Problem description:
Search the data below for the word "MovieDatabase" and report how many lines contain it. Nothing but the number is needed.

Given records:
§ §

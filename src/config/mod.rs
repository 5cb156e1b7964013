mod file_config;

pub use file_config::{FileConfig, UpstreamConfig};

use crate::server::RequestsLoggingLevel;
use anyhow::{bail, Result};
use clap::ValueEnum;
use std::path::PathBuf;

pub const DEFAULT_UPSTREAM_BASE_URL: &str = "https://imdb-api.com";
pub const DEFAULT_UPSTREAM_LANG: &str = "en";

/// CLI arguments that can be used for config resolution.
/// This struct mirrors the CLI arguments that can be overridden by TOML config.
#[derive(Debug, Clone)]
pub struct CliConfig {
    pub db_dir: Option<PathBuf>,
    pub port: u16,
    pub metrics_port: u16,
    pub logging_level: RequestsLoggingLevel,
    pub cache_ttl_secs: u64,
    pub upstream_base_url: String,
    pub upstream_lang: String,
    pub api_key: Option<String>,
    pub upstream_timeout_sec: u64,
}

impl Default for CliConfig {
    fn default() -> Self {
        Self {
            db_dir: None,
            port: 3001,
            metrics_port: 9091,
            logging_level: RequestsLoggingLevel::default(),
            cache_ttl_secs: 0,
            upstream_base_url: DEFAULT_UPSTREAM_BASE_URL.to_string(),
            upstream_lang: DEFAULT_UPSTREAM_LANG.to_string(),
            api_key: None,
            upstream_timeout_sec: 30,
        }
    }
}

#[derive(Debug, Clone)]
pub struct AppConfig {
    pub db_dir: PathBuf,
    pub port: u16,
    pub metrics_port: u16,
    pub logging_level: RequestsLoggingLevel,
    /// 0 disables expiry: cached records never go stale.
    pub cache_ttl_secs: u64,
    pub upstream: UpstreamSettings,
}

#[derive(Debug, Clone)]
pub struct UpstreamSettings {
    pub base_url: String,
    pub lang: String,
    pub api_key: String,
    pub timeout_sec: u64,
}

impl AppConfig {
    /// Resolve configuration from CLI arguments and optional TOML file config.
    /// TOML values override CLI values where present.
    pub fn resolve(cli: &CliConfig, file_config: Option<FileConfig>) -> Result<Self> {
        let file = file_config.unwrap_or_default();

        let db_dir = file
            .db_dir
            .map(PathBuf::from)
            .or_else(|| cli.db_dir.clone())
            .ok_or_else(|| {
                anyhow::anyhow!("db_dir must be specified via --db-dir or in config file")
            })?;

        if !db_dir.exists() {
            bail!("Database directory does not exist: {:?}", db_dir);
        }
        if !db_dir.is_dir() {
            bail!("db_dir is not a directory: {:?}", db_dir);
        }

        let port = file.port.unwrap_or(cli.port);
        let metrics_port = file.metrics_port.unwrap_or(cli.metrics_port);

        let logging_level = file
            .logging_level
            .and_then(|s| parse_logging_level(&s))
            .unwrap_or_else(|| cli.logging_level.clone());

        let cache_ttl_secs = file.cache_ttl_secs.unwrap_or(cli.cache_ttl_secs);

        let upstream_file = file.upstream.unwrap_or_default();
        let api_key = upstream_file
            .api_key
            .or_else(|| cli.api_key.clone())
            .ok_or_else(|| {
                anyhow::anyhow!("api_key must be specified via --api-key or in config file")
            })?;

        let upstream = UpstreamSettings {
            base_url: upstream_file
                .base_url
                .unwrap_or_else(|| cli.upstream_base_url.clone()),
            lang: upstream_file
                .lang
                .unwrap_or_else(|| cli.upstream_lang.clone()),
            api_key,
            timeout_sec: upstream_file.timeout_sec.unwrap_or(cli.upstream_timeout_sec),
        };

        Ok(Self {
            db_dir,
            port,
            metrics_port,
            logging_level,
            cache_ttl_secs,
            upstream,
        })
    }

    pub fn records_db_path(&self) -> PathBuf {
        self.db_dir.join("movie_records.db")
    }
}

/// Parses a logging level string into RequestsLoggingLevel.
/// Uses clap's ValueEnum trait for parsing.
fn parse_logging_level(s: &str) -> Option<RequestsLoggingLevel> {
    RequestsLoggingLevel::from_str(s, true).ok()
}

§ §

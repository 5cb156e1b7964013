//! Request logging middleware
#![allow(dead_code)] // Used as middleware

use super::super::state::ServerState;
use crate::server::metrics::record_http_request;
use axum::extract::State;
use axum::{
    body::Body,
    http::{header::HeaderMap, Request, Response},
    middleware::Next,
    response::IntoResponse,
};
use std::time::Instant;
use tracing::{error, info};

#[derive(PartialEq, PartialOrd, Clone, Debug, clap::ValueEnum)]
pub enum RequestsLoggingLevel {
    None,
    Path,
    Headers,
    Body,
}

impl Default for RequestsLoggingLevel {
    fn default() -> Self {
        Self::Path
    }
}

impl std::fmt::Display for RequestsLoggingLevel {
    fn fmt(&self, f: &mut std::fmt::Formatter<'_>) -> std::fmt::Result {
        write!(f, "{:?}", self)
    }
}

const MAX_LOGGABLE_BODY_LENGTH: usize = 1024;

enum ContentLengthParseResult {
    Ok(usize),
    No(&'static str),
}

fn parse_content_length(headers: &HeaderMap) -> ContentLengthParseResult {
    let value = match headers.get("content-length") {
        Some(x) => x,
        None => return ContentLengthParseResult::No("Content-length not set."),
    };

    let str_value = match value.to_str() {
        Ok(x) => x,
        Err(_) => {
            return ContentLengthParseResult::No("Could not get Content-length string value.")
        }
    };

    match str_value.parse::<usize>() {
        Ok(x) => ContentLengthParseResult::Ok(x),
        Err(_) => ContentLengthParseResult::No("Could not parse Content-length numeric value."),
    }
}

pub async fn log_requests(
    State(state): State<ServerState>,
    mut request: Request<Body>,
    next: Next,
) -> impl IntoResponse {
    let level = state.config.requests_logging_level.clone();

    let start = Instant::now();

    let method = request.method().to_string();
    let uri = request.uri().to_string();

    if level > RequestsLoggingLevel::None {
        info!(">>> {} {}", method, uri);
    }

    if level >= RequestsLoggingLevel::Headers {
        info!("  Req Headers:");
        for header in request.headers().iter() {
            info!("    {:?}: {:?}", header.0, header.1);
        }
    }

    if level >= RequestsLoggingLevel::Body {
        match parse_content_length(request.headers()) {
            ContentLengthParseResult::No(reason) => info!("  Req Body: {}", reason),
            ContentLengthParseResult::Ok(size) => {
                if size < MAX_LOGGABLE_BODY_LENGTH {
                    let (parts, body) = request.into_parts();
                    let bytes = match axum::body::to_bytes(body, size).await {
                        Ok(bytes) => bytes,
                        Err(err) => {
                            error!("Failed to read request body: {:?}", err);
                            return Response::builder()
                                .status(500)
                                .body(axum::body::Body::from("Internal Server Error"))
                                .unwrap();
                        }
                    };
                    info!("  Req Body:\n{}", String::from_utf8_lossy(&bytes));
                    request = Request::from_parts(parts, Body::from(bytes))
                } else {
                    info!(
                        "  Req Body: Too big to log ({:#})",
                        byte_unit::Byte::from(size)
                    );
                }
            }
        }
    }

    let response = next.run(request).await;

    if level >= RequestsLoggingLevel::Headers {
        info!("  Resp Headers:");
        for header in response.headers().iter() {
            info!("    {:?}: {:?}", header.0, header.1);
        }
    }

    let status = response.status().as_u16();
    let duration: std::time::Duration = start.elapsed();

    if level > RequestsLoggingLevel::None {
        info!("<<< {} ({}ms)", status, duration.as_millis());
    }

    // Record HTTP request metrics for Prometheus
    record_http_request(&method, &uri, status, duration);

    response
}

§ §

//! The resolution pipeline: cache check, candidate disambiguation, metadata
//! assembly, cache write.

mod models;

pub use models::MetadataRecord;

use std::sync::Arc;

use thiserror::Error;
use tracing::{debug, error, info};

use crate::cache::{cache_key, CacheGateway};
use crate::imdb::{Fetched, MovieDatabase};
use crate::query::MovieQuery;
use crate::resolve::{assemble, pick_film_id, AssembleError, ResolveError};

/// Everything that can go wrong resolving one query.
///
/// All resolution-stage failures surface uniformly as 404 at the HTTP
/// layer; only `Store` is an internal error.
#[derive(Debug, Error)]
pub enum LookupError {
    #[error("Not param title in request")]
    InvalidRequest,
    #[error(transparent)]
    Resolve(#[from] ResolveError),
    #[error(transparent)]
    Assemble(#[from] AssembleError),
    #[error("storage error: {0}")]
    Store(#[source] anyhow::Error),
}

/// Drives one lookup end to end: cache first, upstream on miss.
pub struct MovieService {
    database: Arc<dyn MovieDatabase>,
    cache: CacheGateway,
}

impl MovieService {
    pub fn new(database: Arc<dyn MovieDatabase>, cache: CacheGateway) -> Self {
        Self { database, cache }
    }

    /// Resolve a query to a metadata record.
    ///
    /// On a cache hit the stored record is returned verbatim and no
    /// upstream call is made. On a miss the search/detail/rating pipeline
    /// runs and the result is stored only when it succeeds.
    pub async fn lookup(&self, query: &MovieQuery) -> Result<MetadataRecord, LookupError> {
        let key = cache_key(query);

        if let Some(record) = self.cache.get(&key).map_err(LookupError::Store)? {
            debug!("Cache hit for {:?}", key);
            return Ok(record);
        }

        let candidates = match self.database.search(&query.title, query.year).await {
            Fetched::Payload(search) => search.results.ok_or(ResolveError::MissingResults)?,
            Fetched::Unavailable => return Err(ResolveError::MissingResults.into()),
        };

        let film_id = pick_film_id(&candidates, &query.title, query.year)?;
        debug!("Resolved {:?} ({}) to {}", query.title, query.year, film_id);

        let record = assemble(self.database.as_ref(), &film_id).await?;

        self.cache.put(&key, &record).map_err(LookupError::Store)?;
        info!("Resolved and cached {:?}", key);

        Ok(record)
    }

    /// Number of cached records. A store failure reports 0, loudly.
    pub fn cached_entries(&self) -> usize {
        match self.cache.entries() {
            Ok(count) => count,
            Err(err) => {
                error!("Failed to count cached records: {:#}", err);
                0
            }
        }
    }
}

§ §

Result of this exercise:
3